Helping Your Anxious Child

Anxiety is one of the most common mental health concerns experienced by children. In fact, everyone will experience the symptoms of anxiety in their lifetimes, often to some degree on a daily basis. Anxiety is caused by the body’s primitive “fight or flight” response, which is designed to either prepare it for action or for running away to safety. This was important in our cave man days as a response to physical threats like wild animal attacks and is still an adaptive response today, for instance acting as motivator in preparing for an exam or performance.

“Everyone will experience the symptoms of anxiety in their lifetimes”

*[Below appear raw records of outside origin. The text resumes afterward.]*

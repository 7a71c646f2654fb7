//! Web form actions
//!
//! A form post arrives as an ordered list of `(key, value)` pairs. The first
//! key names the action; a form whose first key is not an action name is a
//! settings form and every pair is one setting.
//!
//! | first key         | further arguments                  | reply                                              |
//! |-------------------|------------------------------------|----------------------------------------------------|
//! | `measure_offset`  |                                    | `Measuring offset, this may take a few seconds ...`  |
//! | `measure_scaling` | `channel_number`, `target_value`   | `Measuring scaling, this may take a few seconds ...` |
//! | `reset_offset`    |                                    | `Offset reset.`                                    |
//! | `reset_scaling`   |                                    | `Scaling reset.`                                   |
//! | anything else     | more settings                      | `Settings saved.`                                  |

use fieldnode_core::calibration::StartOutcome;
use fieldnode_core::logger::{Level, Logger, LoggerConfig};
use fieldnode_core::time::Timestamp;
use fieldnode_core::{SensorError, SensorModule};
use thiserror::Error;

use crate::persist::{FlashBackend, JsonStore, PersistError};

/// Keys handled by the logger instead of the sensor module
pub const LOGGER_KEYS: [&str; 3] = ["level", "target", "ansi_color"];

/// Prefix of per-channel display exponent settings, e.g. `exponent_2`
pub const EXPONENT_PREFIX: &str = "exponent_";

/// Errors returned to the web layer
#[derive(Debug, Error)]
pub enum ActionError {
    #[error("Missing argument '{0}'")]
    MissingArgument(&'static str),

    #[error("Invalid value '{value}' for '{name}'")]
    InvalidArgument { name: String, value: String },

    #[error("Offset/Scaling measurement already running")]
    CalibrationRunning,

    #[error("{0}")]
    Rejected(SensorError),

    #[error(transparent)]
    Persist(#[from] PersistError),
}

impl From<SensorError> for ActionError {
    fn from(err: SensorError) -> Self {
        ActionError::Rejected(err)
    }
}

/// One parsed form submission
#[derive(Debug, Clone, PartialEq, Eq)]
pub enum Action {
    MeasureOffset,
    MeasureScaling { channel_number: u16, target_value: i32 },
    ResetOffset,
    ResetScaling,
    SaveSettings(Vec<(String, String)>),
}

impl Action {
    /// Parse form arguments in submission order
    pub fn parse(args: &[(&str, &str)]) -> Result<Self, ActionError> {
        let Some(&(name, _)) = args.first() else {
            return Err(ActionError::MissingArgument("action"));
        };
        let action = match name {
            "measure_offset" => Action::MeasureOffset,
            "measure_scaling" => Action::MeasureScaling {
                channel_number: argument(args, "channel_number")?,
                target_value: argument(args, "target_value")?,
            },
            "reset_offset" => Action::ResetOffset,
            "reset_scaling" => Action::ResetScaling,
            _ => Action::SaveSettings(args.iter().map(|&(k, v)| (k.to_string(), v.to_string())).collect()),
        };
        Ok(action)
    }

    /// Message shown to the user on success
    pub fn success_message(&self) -> &'static str {
        match self {
            Action::MeasureOffset => "Measuring offset, this may take a few seconds ...",
            Action::MeasureScaling { .. } => "Measuring scaling, this may take a few seconds ...",
            Action::ResetOffset => "Offset reset.",
            Action::ResetScaling => "Scaling reset.",
            Action::SaveSettings(_) => "Settings saved.",
        }
    }
}

fn argument<T: std::str::FromStr>(args: &[(&str, &str)], name: &'static str) -> Result<T, ActionError> {
    let (_, value) = args.iter().find(|(key, _)| *key == name).ok_or(ActionError::MissingArgument(name))?;
    value
        .trim()
        .parse()
        .map_err(|_| ActionError::InvalidArgument { name: name.to_string(), value: value.to_string() })
}

/// Everything an action may touch
pub struct ActionContext<'a, B> {
    pub sensor: &'a mut SensorModule,
    pub log: &'a mut Logger,
    pub store: &'a mut JsonStore<B>,
}

impl<B: FlashBackend> ActionContext<'_, B> {
    /// Run `action`, returning the user message
    pub fn execute(&mut self, action: &Action, now: Timestamp) -> Result<&'static str, ActionError> {
        match action {
            Action::MeasureOffset => started(self.sensor.measure_offset(now, self.log)?)?,
            Action::MeasureScaling { channel_number, target_value } => {
                started(self.sensor.measure_scaling(*channel_number, *target_value, now, self.log)?)?
            }
            Action::ResetOffset => self.sensor.reset_offset(now, self.store, self.log)?,
            Action::ResetScaling => self.sensor.reset_scaling(now, self.store, self.log)?,
            Action::SaveSettings(settings) => self.save_settings(settings, now)?,
        }
        Ok(action.success_message())
    }

    /// Parse and run one form submission
    pub fn handle(&mut self, args: &[(&str, &str)], now: Timestamp) -> Result<&'static str, ActionError> {
        let action = Action::parse(args)?;
        let result = self.execute(&action, now);
        if let Err(err) = &result {
            self.log.write(Level::Warning, now, format_args!("Action failed: {}.", err));
        }
        result
    }

    /// Apply settings in order, then persist whatever changed
    ///
    /// Settings before a rejected one stay applied and are saved.
    fn save_settings(&mut self, settings: &[(String, String)], now: Timestamp) -> Result<(), ActionError> {
        let mut logger_config: LoggerConfig = *self.log.config();
        let mut sensor_changed = false;
        let mut failure = None;

        for (key, value) in settings {
            let applied = if LOGGER_KEYS.contains(&key.as_str()) {
                logger_config.apply(key, value).map_err(ActionError::from)
            } else if let Some(number) = key.strip_prefix(EXPONENT_PREFIX) {
                self.set_exponent(number, value, now)
            } else {
                sensor_changed = true;
                self.sensor.update_setting(key, value, now).map_err(ActionError::from)
            };
            if let Err(err) = applied {
                failure = Some(err);
                break;
            }
        }

        if logger_config != *self.log.config() {
            self.log.set_config(logger_config);
            self.store.write(&logger_config)?;
        }
        if sensor_changed {
            self.store.write(self.sensor.config())?;
        }
        failure.map_or(Ok(()), Err)
    }

    fn set_exponent(&mut self, number: &str, value: &str, now: Timestamp) -> Result<(), ActionError> {
        let invalid = || ActionError::InvalidArgument {
            name: format!("{}{}", EXPONENT_PREFIX, number),
            value: value.to_string(),
        };
        let channel: u16 = number.parse().map_err(|_| invalid())?;
        let exponent: i8 = value.trim().parse().map_err(|_| invalid())?;
        self.sensor.set_exponent(channel, exponent, now, self.store, self.log)?;
        Ok(())
    }
}

fn started(outcome: StartOutcome) -> Result<(), ActionError> {
    match outcome {
        StartOutcome::Started => Ok(()),
        StartOutcome::AlreadyRunning => Err(ActionError::CalibrationRunning),
    }
}

#[cfg(test)]
mod tests {
    use super::*;

    #[test]
    fn parses_calibration_actions() {
        assert_eq!(Action::parse(&[("measure_offset", "")]).unwrap(), Action::MeasureOffset);
        assert_eq!(
            Action::parse(&[("measure_scaling", ""), ("channel_number", "2"), ("target_value", "-500")]).unwrap(),
            Action::MeasureScaling { channel_number: 2, target_value: -500 }
        );
        assert_eq!(Action::parse(&[("reset_scaling", "")]).unwrap().success_message(), "Scaling reset.");
    }

    #[test]
    fn scaling_needs_both_arguments() {
        assert!(matches!(
            Action::parse(&[("measure_scaling", ""), ("channel_number", "1")]),
            Err(ActionError::MissingArgument("target_value"))
        ));
        assert!(matches!(
            Action::parse(&[("measure_scaling", ""), ("channel_number", "x"), ("target_value", "1")]),
            Err(ActionError::InvalidArgument { name, .. }) if name == "channel_number"
        ));
        assert!(matches!(Action::parse(&[]), Err(ActionError::MissingArgument("action"))));
    }

    #[test]
    fn other_forms_are_settings() {
        let action = Action::parse(&[("sample_averaging", "5"), ("level", "2")]).unwrap();
        assert_eq!(
            action,
            Action::SaveSettings(vec![
                ("sample_averaging".to_string(), "5".to_string()),
                ("level".to_string(), "2".to_string()),
            ])
        );
    }
}
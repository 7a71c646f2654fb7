//! Line formats for streamed output
//!
//! A format renders one stored item as one line of text, without the
//! trailing newline. The chunk serializer appends the newline and decides
//! whether the line fits.

use core::fmt;

use crate::record::Record;

/// Renders one item as a single line
pub trait LineFormat<T> {
    /// Write `item` to `out` without a trailing newline
    fn write_line<W: fmt::Write>(&self, item: &T, out: &mut W) -> fmt::Result;
}

/// Write values as CSV with matrix row breaks
///
/// Values are joined by `,`. A `;` follows every `matrix_columns`-th value and
/// the last value. `matrix_columns == 0` means no intermediate breaks.
///
/// ```
/// use fieldnode_core::format::write_csv_values;
///
/// let mut out = String::new();
/// write_csv_values(&mut out, &[1, 2, 3, 4, 5], 2).unwrap();
/// assert_eq!(out, "1,2;3,4;5;");
/// ```
pub fn write_csv_values<W: fmt::Write>(out: &mut W, values: &[i32], matrix_columns: u8) -> fmt::Result {
    let columns = usize::from(matrix_columns);
    for (i, value) in values.iter().enumerate() {
        let last = i + 1 == values.len();
        let row_end = columns != 0 && (i + 1) % columns == 0;
        let separator = if last || row_end { ';' } else { ',' };
        write!(out, "{}{}", value, separator)?;
    }
    Ok(())
}

/// Plain CSV record line: channel values only
#[derive(Debug, Clone, Copy, PartialEq, Eq)]
pub struct CsvFormat {
    /// Values per matrix row
    pub matrix_columns: u8,
}

impl CsvFormat {
    /// Format with `matrix_columns` values per row
    pub const fn new(matrix_columns: u8) -> Self {
        Self { matrix_columns }
    }
}

impl LineFormat<Record> for CsvFormat {
    fn write_line<W: fmt::Write>(&self, record: &Record, out: &mut W) -> fmt::Result {
        write_csv_values(out, record.channels(), self.matrix_columns)
    }
}
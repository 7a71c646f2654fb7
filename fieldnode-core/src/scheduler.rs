//! Pollable reporting interval
//!
//! The scheduler decides when a freshly averaged record is also written out
//! as a log line. It never blocks: the run loop calls [`ReportingScheduler::poll`]
//! once per iteration and gets `Ok(())` when a report is due or
//! `WouldBlock` otherwise.
//!
//! A report is due when a record arrived since the previous poll, the
//! scheduler is not suspended, and the interval has elapsed. Records that
//! arrive before the interval is up are not reported; the next one after it
//! is. An interval of zero turns the rate limit off and every new record is
//! reported.

use core::convert::Infallible;

use fugit::MillisDurationU32;

use crate::time::{elapsed_ms, Timestamp};

/// Repeating interval timer gated on new records
#[derive(Debug, Clone, Copy, PartialEq, Eq)]
pub struct ReportingScheduler {
    interval: MillisDurationU32,
    started_at: Option<Timestamp>,
    suspended: bool,
    pending: bool,
}

impl ReportingScheduler {
    /// Stopped scheduler with the given interval
    pub const fn new(interval: MillisDurationU32) -> Self {
        Self { interval, started_at: None, suspended: false, pending: false }
    }

    /// Start the interval at `now` if it is non-zero
    pub fn start(&mut self, now: Timestamp) {
        self.started_at = if self.interval.ticks() > 0 { Some(now) } else { None };
    }

    /// Change the interval and restart from `now`
    pub fn set_interval(&mut self, interval: MillisDurationU32, now: Timestamp) {
        self.interval = interval;
        if !self.suspended {
            self.start(now);
        }
    }

    /// Configured interval
    pub fn interval(&self) -> MillisDurationU32 {
        self.interval
    }

    /// Stop reporting until [`resume`](Self::resume)
    pub fn suspend(&mut self) {
        self.suspended = true;
        self.started_at = None;
        self.pending = false;
    }

    /// Lift a suspension and restart the interval from `now`
    pub fn resume(&mut self, now: Timestamp) {
        self.suspended = false;
        self.start(now);
    }

    /// Whether reporting is suspended
    pub fn is_suspended(&self) -> bool {
        self.suspended
    }

    /// Whether the interval timer is running
    pub fn is_running(&self) -> bool {
        self.started_at.is_some()
    }

    /// A new record was stored
    pub fn notify_record(&mut self) {
        if !self.suspended {
            self.pending = true;
        }
    }

    /// Milliseconds until the interval elapses, 0 if elapsed or stopped
    pub fn remaining(&self, now: Timestamp) -> u32 {
        match self.started_at {
            Some(start) => self.interval.ticks().saturating_sub(elapsed_ms(start, now)),
            None => 0,
        }
    }

    /// Check whether a report is due at `now`
    ///
    /// Consumes the pending-record flag on every call, so a record that
    /// arrives early is skipped rather than reported late. On firing the
    /// interval restarts from `now`.
    pub fn poll(&mut self, now: Timestamp) -> nb::Result<(), Infallible> {
        let pending = core::mem::take(&mut self.pending);
        if !pending || self.suspended {
            return Err(nb::Error::WouldBlock);
        }
        if self.interval.ticks() == 0 {
            return Ok(());
        }
        if self.remaining(now) > 0 {
            return Err(nb::Error::WouldBlock);
        }
        self.started_at = Some(now);
        Ok(())
    }
}

impl Default for ReportingScheduler {
    fn default() -> Self {
        Self::new(MillisDurationU32::millis(1000))
    }
}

Whilst anxiety is common, some individuals and children will experience anxiety more easily, more often, and more intensely than others. This can be a problem if left untreated as it can lead to the development of depression in later life, cause missed opportunities in career and relationships and contribute to a lesser quality of life.

There are some simple things that parents can do to assist an anxious child to overcome and manage their anxious behaviours:



As a parent, the attention you pay to certain behaviours can act as an important influence on your child. For instance, if you pay increased attention to anxious behaviours, these are encouraged. If you remove the attention from anxious behaviours they decrease. Non-anxious behaviours can also be increased by rewarding, or giving praise to, your child when these are demonstrated.


It is common for parents to spend a great deal of time reassuring their anxious child. This has the effect of encouraging your child to think that the feared situation is OK simply because you have said it is OK, rather than them generally believing it is. If you give reassurance, it should reinforce reality-based beliefs that your child will be OK in the situation because they have the necessary skills (courage; relevant abilities) to deal with it.

Realistic Thinking

You can encourage your child to engage in realistic thinking to assist them to manage their anxiety. This process involves identifying the thought driving the anxiety and assessing it in a realistic way by looking for evidence that either does or doesn’t support it. By encouraging your child to ask and answer these questions when they experience anxiety, they may come to realise that in a number of situations the feared outcome is either extremely unlikely to occur, or if it did occur, it would not be that bad. To develop this skill, you can ask your child to think about the following:

Identify the thought behind the feeling

  • What am I worried about?
  • What do I think will happen?

Look for realistic evidence

  • How likely is this?
  • Has this happened before? (To me? To others?)
  • How often does this happen?

List alternatives

  • What else could happen? 

Assess the Worst Case Scenario

  • Really, what is the worst that could happen?
  • How often does this happen to people?